GOAL OF THE EXERCISE |
Only these lines should appear, exactly: the one containing "assert_eq!(dice.throw(2, 8), 16);" and every line after it through the end of the material below.

RECORDS FOR THIS TASK |
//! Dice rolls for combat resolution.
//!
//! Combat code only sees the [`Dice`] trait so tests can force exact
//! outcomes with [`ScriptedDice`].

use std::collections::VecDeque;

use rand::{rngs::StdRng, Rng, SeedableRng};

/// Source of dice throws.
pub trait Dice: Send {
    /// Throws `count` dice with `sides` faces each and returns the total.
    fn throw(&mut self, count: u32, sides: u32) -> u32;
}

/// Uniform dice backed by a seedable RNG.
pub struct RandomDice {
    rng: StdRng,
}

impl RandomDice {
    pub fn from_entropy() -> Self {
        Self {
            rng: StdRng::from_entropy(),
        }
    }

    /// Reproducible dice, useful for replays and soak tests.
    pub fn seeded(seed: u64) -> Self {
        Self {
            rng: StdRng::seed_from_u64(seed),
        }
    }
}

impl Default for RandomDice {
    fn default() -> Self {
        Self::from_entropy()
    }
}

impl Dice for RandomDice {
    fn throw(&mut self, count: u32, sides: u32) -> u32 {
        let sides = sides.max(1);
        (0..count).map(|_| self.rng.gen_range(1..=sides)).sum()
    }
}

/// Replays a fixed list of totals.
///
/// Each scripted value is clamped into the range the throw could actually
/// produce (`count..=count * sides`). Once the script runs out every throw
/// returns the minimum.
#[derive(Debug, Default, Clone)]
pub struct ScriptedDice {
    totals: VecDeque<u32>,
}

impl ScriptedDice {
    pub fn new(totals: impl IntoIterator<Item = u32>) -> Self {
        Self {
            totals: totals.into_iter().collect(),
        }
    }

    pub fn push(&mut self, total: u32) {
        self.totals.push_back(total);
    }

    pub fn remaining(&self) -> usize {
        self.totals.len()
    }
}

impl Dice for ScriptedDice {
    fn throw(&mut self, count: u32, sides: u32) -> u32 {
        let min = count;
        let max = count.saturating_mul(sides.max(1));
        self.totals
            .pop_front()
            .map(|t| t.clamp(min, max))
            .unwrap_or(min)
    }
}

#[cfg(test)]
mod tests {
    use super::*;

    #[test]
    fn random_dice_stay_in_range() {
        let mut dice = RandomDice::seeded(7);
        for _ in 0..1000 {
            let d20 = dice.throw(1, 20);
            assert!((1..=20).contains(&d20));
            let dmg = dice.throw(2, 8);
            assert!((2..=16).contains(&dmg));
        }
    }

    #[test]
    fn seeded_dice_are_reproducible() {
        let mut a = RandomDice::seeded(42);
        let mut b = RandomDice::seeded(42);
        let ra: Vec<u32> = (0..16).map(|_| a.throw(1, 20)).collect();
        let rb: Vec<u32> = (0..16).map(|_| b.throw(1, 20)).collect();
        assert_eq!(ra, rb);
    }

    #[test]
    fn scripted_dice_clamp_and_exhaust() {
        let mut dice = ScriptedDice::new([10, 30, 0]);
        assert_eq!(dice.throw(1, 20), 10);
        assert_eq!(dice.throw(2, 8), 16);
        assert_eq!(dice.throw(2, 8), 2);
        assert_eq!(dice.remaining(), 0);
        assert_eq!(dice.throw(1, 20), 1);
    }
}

TASK SOLUTION |
        assert_eq!(dice.throw(2, 8), 16);
        assert_eq!(dice.throw(2, 8), 2);
        assert_eq!(dice.remaining(), 0);
        assert_eq!(dice.throw(1, 20), 1);
    }
}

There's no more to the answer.